▶ Your instructions: Retyping all the entries exactly is the whole task.

[Data extract Boundary: Start]

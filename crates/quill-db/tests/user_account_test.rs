//! User account repository integration tests.
//!
//! Requires a migrated database; see test_fixtures for configuration.

use quill_db::test_fixtures::{unique_email, TestDatabase, TEST_PASSWORD_HASH};
use quill_db::{CreateUserRequest, Error, UpdateProfileRequest, UserRepository, UserRole};

#[tokio::test]
#[ignore] // Requires DATABASE_URL with migrated database
async fn test_duplicate_email_is_conflict_regardless_of_case() {
    dotenvy::dotenv().ok();
    let test_db = TestDatabase::new().await;
    let email = unique_email();

    let user = test_db
        .db
        .users
        .insert(CreateUserRequest {
            email: email.clone(),
            password_hash: TEST_PASSWORD_HASH.to_string(),
            first_name: "Ada".to_string(),
            last_name: "Lovelace".to_string(),
            role: UserRole::Engineer,
        })
        .await
        .unwrap();

    let dup = test_db
        .db
        .users
        .insert(CreateUserRequest {
            email: email.to_uppercase(),
            password_hash: TEST_PASSWORD_HASH.to_string(),
            first_name: "Ada".to_string(),
            last_name: "Again".to_string(),
            role: UserRole::Other,
        })
        .await;
    assert!(matches!(dup, Err(Error::Conflict(_))));

    test_db.cleanup_user(user.id).await;
}

#[tokio::test]
#[ignore] // Requires DATABASE_URL with migrated database
async fn test_get_by_email_is_case_insensitive() {
    let test_db = TestDatabase::new().await;
    let user = test_db.create_user().await;

    let found = test_db
        .db
        .users
        .get_by_email(&user.email.to_uppercase())
        .await
        .unwrap();
    assert_eq!(found.map(|u| u.id), Some(user.id));

    let missing = test_db
        .db
        .users
        .get_by_email("nobody@example.com")
        .await
        .unwrap();
    assert!(missing.is_none());

    test_db.cleanup_user(user.id).await;
}

#[tokio::test]
#[ignore] // Requires DATABASE_URL with migrated database
async fn test_update_profile_is_partial() {
    let test_db = TestDatabase::new().await;
    let user = test_db.create_user().await;

    let updated = test_db
        .db
        .users
        .update_profile(
            user.id,
            UpdateProfileRequest {
                first_name: Some("Grace".to_string()),
                last_name: None,
                role: Some(UserRole::Professor),
            },
        )
        .await
        .unwrap();

    assert_eq!(updated.first_name, "Grace");
    assert_eq!(updated.last_name, user.last_name, "untouched field survives");
    assert_eq!(updated.role, UserRole::Professor);
    assert!(updated.updated_at > user.updated_at);

    test_db.cleanup_user(user.id).await;
}

#[tokio::test]
#[ignore] // Requires DATABASE_URL with migrated database
async fn test_update_password_hash_replaces_stored_hash() {
    let test_db = TestDatabase::new().await;
    let user = test_db.create_user().await;

    test_db
        .db
        .users
        .update_password_hash(user.id, "$argon2id$v=19$new")
        .await
        .unwrap();

    let fetched = test_db.db.users.get(user.id).await.unwrap().unwrap();
    assert_eq!(fetched.password_hash, "$argon2id$v=19$new");

    test_db.cleanup_user(user.id).await;
}

#[tokio::test]
#[ignore] // Requires DATABASE_URL with migrated database
async fn test_update_profile_missing_user() {
    let test_db = TestDatabase::new().await;

    let result = test_db
        .db
        .users
        .update_profile(uuid::Uuid::new_v4(), UpdateProfileRequest::default())
        .await;
    assert!(matches!(result, Err(Error::UserNotFound(_))));
}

[Data extract Boundary: End]

▶ Result for this exercise:
filename crates/quill-db/tests/user_account_test.rs
//! User account repository integration tests.
//!
//! Requires a migrated database; see test_fixtures for configuration.

use quill_db::test_fixtures::{unique_email, TestDatabase, TEST_PASSWORD_HASH};
use quill_db::{CreateUserRequest, Error, UpdateProfileRequest, UserRepository, UserRole};

#[tokio::test]
#[ignore] // Requires DATABASE_URL with migrated database
async fn test_duplicate_email_is_conflict_regardless_of_case() {
    dotenvy::dotenv().ok();
    let test_db = TestDatabase::new().await;
    let email = unique_email();

    let user = test_db
        .db
        .users
        .insert(CreateUserRequest {
            email: email.clone(),
            password_hash: TEST_PASSWORD_HASH.to_string(),
            first_name: "Ada".to_string(),
            last_name: "Lovelace".to_string(),
            role: UserRole::Engineer,
        })
        .await
        .unwrap();

    let dup = test_db
        .db
        .users
        .insert(CreateUserRequest {
            email: email.to_uppercase(),
            password_hash: TEST_PASSWORD_HASH.to_string(),
            first_name: "Ada".to_string(),
            last_name: "Again".to_string(),
            role: UserRole::Other,
        })
        .await;
    assert!(matches!(dup, Err(Error::Conflict(_))));

    test_db.cleanup_user(user.id).await;
}

#[tokio::test]
#[ignore] // Requires DATABASE_URL with migrated database
async fn test_get_by_email_is_case_insensitive() {
    let test_db = TestDatabase::new().await;
    let user = test_db.create_user().await;

    let found = test_db
        .db
        .users
        .get_by_email(&user.email.to_uppercase())
        .await
        .unwrap();
    assert_eq!(found.map(|u| u.id), Some(user.id));

    let missing = test_db
        .db
        .users
        .get_by_email("nobody@example.com")
        .await
        .unwrap();
    assert!(missing.is_none());

    test_db.cleanup_user(user.id).await;
}

#[tokio::test]
#[ignore] // Requires DATABASE_URL with migrated database
async fn test_update_profile_is_partial() {
    let test_db = TestDatabase::new().await;
    let user = test_db.create_user().await;

    let updated = test_db
        .db
        .users
        .update_profile(
            user.id,
            UpdateProfileRequest {
                first_name: Some("Grace".to_string()),
                last_name: None,
                role: Some(UserRole::Professor),
            },
        )
        .await
        .unwrap();

    assert_eq!(updated.first_name, "Grace");
    assert_eq!(updated.last_name, user.last_name, "untouched field survives");
    assert_eq!(updated.role, UserRole::Professor);
    assert!(updated.updated_at > user.updated_at);

    test_db.cleanup_user(user.id).await;
}

#[tokio::test]
#[ignore] // Requires DATABASE_URL with migrated database
async fn test_update_password_hash_replaces_stored_hash() {
    let test_db = TestDatabase::new().await;
    let user = test_db.create_user().await;

    test_db
        .db
        .users
        .update_password_hash(user.id, "$argon2id$v=19$new")
        .await
        .unwrap();

    let fetched = test_db.db.users.get(user.id).await.unwrap().unwrap();
    assert_eq!(fetched.password_hash, "$argon2id$v=19$new");

    test_db.cleanup_user(user.id).await;
}

#[tokio::test]
#[ignore] // Requires DATABASE_URL with migrated database
async fn test_update_profile_missing_user() {
    let test_db = TestDatabase::new().await;

    let result = test_db
        .db
        .users
        .update_profile(uuid::Uuid::new_v4(), UpdateProfileRequest::default())
        .await;
    assert!(matches!(result, Err(Error::UserNotFound(_))));
}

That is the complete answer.